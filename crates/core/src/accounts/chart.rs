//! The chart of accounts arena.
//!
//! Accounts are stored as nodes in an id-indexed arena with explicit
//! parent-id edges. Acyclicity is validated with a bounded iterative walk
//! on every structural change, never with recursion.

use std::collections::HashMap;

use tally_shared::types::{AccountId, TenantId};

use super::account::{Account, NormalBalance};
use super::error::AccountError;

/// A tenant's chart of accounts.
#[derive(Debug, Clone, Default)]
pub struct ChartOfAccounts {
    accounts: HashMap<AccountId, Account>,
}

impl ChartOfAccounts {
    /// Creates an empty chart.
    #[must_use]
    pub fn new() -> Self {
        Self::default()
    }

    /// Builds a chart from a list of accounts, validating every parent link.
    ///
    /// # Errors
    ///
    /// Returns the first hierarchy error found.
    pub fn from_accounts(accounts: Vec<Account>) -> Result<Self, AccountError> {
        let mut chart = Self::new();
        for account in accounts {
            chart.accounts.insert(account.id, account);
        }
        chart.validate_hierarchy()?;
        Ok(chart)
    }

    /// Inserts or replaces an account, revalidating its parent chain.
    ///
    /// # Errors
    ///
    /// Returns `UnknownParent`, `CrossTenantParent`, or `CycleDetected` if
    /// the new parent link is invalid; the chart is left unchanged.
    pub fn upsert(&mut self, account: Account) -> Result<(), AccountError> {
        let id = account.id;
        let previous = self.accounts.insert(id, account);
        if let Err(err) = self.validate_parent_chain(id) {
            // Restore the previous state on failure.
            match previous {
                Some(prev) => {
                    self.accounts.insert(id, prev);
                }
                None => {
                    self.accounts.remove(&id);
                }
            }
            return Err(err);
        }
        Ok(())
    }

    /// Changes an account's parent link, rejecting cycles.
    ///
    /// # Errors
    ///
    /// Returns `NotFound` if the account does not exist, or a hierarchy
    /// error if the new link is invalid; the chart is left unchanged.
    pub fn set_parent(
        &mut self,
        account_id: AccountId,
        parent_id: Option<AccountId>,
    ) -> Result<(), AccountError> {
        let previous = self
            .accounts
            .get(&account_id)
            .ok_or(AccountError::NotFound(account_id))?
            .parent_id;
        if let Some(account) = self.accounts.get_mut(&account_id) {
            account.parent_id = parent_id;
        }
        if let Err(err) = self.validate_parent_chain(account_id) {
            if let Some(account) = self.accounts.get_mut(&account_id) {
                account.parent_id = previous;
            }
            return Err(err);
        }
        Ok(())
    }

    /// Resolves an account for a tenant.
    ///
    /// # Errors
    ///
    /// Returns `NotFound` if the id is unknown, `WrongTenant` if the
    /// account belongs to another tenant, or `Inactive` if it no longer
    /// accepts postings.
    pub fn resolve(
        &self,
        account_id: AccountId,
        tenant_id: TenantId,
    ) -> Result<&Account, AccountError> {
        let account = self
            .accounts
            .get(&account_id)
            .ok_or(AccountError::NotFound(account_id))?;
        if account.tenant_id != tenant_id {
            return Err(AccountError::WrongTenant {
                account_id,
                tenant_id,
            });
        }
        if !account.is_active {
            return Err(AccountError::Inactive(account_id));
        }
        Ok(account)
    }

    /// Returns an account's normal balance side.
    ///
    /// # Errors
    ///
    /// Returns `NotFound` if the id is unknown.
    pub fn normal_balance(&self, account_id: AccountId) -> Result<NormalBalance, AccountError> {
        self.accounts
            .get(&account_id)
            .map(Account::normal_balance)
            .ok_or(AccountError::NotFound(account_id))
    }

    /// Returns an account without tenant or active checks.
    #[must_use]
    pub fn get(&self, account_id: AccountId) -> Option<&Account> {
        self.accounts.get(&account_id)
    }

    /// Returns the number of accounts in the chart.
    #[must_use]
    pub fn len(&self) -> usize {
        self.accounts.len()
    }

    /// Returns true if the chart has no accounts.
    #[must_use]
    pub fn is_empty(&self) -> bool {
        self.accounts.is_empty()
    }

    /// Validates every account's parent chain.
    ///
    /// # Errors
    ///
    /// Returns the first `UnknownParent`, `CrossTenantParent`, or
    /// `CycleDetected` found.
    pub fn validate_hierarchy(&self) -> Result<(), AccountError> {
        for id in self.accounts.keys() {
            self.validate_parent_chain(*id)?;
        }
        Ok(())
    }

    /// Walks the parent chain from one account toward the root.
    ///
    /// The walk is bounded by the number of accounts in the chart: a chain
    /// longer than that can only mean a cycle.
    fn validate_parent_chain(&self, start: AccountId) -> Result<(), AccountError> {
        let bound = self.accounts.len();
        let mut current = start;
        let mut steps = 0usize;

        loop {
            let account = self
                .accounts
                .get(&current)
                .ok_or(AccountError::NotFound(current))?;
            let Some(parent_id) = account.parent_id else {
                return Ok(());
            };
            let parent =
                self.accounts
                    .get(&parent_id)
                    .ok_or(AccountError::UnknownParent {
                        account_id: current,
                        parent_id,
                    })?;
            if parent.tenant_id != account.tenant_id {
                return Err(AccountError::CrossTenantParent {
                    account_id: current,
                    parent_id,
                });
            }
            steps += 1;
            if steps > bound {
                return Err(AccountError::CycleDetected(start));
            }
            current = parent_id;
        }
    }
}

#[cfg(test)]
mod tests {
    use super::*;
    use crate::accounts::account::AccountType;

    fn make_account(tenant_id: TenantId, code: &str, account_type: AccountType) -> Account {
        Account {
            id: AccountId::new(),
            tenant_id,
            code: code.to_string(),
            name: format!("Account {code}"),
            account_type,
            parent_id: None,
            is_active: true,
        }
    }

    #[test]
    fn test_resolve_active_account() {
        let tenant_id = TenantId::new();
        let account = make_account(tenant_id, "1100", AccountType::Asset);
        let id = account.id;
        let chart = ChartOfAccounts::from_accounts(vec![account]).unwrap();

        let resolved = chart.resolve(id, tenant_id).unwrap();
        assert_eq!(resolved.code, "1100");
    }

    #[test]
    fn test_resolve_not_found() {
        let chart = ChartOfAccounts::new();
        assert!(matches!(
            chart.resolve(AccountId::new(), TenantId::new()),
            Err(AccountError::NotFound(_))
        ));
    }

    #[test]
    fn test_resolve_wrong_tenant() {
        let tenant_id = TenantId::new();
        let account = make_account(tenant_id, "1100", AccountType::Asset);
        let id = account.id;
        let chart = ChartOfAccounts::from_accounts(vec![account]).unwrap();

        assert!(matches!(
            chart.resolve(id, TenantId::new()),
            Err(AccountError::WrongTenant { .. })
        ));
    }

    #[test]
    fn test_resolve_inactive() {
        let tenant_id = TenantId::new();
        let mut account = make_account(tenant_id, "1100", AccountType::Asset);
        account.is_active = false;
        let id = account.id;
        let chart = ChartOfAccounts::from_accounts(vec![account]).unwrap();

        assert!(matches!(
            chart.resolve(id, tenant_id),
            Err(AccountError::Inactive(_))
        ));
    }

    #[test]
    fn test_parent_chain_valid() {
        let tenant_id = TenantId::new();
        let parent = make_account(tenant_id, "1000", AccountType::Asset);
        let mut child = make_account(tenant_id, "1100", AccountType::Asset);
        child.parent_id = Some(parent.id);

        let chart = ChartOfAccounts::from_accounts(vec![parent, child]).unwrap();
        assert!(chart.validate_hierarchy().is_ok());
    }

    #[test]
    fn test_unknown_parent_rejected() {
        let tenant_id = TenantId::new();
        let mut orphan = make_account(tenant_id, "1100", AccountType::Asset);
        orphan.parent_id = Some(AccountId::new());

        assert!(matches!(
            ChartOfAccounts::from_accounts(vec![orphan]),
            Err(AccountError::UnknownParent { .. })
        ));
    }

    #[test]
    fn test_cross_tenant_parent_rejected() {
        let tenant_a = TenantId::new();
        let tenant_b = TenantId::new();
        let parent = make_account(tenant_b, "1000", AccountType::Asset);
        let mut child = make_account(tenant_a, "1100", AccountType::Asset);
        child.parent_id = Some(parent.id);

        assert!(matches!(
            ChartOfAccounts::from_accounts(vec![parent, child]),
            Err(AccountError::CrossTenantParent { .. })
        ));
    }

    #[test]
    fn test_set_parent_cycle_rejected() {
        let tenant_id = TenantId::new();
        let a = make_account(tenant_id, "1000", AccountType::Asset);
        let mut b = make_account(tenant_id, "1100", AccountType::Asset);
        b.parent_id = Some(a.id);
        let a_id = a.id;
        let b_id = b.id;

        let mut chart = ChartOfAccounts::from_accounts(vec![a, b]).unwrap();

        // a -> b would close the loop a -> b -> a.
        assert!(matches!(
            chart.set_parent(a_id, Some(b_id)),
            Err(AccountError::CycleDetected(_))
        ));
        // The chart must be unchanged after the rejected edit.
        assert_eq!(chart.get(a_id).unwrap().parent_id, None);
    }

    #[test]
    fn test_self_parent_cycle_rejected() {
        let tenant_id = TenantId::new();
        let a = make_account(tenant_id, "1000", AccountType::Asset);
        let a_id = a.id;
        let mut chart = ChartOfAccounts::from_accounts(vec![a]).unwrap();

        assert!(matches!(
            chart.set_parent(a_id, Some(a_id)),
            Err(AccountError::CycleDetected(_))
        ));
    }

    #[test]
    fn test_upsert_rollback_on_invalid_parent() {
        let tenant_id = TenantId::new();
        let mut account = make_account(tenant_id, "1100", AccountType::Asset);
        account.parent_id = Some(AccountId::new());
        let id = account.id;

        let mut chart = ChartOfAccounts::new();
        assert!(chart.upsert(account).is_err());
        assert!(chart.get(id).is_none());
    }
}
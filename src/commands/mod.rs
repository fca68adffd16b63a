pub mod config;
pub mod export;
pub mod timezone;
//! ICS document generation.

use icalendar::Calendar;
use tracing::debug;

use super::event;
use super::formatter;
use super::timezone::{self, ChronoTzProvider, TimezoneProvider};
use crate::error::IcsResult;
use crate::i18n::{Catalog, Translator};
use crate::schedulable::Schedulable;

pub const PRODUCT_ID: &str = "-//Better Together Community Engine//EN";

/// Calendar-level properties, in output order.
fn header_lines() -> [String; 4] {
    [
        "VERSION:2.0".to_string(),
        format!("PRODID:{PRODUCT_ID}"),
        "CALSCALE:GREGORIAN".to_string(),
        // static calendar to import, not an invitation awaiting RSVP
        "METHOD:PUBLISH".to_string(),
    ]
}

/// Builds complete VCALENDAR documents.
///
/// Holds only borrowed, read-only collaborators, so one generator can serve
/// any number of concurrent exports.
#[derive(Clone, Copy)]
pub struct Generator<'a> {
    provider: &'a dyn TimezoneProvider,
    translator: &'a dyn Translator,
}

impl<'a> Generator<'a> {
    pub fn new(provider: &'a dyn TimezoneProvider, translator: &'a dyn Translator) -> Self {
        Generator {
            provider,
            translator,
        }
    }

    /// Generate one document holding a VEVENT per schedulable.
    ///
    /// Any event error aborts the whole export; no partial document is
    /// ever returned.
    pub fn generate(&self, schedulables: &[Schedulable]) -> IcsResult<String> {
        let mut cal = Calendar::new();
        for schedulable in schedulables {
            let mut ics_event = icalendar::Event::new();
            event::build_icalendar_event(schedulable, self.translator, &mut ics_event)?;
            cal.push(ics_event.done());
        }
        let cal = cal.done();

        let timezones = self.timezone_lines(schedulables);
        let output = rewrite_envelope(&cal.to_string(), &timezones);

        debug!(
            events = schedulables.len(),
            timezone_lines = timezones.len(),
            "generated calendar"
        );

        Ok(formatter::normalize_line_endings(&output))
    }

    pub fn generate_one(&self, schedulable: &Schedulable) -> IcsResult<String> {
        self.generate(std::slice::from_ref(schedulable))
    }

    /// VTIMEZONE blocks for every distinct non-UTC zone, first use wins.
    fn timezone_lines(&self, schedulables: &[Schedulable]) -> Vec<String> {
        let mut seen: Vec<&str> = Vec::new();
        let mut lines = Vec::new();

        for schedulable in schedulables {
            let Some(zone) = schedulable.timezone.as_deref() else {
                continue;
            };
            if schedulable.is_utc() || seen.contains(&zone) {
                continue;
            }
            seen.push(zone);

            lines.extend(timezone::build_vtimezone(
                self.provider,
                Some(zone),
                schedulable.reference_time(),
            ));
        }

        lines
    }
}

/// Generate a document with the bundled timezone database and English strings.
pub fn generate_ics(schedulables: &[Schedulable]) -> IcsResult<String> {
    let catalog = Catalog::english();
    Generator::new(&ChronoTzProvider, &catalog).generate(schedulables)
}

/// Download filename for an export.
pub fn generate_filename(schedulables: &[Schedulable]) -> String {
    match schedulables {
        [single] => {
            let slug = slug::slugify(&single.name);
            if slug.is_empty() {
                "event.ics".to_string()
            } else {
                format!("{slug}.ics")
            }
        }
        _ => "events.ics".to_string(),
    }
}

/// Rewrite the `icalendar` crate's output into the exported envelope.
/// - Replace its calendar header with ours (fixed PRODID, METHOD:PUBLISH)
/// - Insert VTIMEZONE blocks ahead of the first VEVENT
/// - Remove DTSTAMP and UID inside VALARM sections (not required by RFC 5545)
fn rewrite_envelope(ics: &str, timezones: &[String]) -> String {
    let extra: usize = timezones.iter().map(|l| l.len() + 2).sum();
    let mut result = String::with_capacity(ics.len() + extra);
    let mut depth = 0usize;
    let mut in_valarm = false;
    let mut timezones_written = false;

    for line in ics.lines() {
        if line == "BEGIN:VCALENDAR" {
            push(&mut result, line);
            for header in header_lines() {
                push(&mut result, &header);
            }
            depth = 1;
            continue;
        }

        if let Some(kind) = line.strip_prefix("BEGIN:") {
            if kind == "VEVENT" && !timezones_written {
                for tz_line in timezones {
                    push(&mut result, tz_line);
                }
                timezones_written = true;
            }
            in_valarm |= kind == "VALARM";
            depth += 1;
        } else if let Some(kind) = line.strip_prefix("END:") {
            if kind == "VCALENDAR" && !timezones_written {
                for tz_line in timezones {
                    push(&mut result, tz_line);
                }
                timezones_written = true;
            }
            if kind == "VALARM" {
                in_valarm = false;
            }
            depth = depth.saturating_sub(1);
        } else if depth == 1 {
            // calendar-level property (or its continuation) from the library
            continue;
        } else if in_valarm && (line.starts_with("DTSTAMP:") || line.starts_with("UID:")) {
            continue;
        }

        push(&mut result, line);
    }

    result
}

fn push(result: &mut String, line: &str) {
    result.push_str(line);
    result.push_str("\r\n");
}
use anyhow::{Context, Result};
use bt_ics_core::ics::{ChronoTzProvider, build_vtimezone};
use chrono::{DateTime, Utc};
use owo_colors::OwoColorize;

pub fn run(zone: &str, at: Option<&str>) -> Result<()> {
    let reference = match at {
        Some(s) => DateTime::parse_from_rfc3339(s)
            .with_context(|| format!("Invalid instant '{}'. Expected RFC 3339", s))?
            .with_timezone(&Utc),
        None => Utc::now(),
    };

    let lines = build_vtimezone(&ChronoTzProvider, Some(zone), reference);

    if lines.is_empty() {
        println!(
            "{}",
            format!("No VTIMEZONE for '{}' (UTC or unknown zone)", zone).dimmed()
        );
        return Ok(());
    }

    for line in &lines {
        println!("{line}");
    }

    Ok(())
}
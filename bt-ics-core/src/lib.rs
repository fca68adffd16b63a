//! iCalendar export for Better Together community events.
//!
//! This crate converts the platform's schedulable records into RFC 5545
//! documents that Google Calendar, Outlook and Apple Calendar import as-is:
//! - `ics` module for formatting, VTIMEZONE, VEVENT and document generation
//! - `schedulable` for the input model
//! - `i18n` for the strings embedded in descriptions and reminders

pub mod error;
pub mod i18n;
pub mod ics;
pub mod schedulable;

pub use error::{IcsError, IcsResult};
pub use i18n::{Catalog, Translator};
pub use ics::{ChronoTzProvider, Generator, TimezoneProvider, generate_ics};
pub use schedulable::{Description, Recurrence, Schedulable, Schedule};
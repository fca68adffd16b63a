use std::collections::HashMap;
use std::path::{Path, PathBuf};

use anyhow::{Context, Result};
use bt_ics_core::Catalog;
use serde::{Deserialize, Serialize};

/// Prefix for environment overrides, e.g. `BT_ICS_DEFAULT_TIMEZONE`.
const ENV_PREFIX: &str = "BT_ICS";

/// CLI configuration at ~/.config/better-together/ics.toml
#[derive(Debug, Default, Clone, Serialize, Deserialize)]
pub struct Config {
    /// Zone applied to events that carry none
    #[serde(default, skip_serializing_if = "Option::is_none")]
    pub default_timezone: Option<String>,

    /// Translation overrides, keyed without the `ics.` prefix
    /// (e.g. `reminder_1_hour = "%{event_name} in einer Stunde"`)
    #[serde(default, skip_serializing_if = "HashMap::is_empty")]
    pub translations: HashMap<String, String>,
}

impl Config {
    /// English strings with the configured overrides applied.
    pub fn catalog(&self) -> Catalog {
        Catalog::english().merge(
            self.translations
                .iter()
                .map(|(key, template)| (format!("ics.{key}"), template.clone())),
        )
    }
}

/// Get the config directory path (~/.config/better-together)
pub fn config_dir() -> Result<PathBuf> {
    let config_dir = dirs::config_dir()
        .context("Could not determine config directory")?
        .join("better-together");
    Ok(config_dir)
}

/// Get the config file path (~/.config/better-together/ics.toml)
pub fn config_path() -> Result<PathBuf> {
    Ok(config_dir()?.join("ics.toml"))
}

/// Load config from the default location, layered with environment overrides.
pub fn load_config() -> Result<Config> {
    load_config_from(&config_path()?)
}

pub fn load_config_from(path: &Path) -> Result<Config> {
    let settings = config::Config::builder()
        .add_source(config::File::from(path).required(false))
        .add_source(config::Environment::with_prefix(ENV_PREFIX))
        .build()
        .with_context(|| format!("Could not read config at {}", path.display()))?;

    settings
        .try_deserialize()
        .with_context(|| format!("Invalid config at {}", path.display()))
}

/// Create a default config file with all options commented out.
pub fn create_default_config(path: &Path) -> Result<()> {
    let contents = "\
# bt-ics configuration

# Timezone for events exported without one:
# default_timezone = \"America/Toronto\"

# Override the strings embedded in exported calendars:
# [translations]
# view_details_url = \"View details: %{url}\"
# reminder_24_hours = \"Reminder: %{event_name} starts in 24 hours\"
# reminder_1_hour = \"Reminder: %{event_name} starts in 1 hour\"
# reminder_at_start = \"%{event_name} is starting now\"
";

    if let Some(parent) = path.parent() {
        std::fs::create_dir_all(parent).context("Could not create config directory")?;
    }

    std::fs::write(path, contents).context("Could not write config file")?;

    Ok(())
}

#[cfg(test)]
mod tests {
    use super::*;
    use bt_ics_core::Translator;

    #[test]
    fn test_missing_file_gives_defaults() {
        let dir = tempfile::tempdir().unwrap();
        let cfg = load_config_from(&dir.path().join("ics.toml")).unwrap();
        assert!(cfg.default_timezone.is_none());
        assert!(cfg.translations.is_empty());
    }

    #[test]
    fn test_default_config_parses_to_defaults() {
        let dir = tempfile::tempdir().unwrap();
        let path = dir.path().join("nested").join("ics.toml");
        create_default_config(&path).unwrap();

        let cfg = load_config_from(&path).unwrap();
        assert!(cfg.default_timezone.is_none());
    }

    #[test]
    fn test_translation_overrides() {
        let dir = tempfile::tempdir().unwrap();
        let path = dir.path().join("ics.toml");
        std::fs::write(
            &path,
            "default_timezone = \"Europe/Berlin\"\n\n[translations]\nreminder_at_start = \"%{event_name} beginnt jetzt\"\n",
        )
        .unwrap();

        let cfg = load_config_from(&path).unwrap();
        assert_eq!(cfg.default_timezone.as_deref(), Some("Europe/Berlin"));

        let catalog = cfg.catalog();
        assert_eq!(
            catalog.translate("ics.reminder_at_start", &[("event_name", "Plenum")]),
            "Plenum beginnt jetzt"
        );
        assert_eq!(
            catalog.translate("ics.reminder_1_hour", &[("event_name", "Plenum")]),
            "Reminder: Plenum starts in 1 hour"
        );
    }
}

## ACTIVITY:
All that is wanted is an exact copy of the lines above from the one with "pub fn len(&self)" through the one with "return Err(AccountError::CycleDetected(start));", with both ends included.

## COMPLETED EXERCISE:
    pub fn len(&self) -> usize {
        self.accounts.len()
    }

    /// Returns true if the chart has no accounts.
    #[must_use]
    pub fn is_empty(&self) -> bool {
        self.accounts.is_empty()
    }

    /// Validates every account's parent chain.
    ///
    /// # Errors
    ///
    /// Returns the first `UnknownParent`, `CrossTenantParent`, or
    /// `CycleDetected` found.
    pub fn validate_hierarchy(&self) -> Result<(), AccountError> {
        for id in self.accounts.keys() {
            self.validate_parent_chain(*id)?;
        }
        Ok(())
    }

    /// Walks the parent chain from one account toward the root.
    ///
    /// The walk is bounded by the number of accounts in the chart: a chain
    /// longer than that can only mean a cycle.
    fn validate_parent_chain(&self, start: AccountId) -> Result<(), AccountError> {
        let bound = self.accounts.len();
        let mut current = start;
        let mut steps = 0usize;

        loop {
            let account = self
                .accounts
                .get(&current)
                .ok_or(AccountError::NotFound(current))?;
            let Some(parent_id) = account.parent_id else {
                return Ok(());
            };
            let parent =
                self.accounts
                    .get(&parent_id)
                    .ok_or(AccountError::UnknownParent {
                        account_id: current,
                        parent_id,
                    })?;
            if parent.tenant_id != account.tenant_id {
                return Err(AccountError::CrossTenantParent {
                    account_id: current,
                    parent_id,
                });
            }
            steps += 1;
            if steps > bound {
                return Err(AccountError::CycleDetected(start));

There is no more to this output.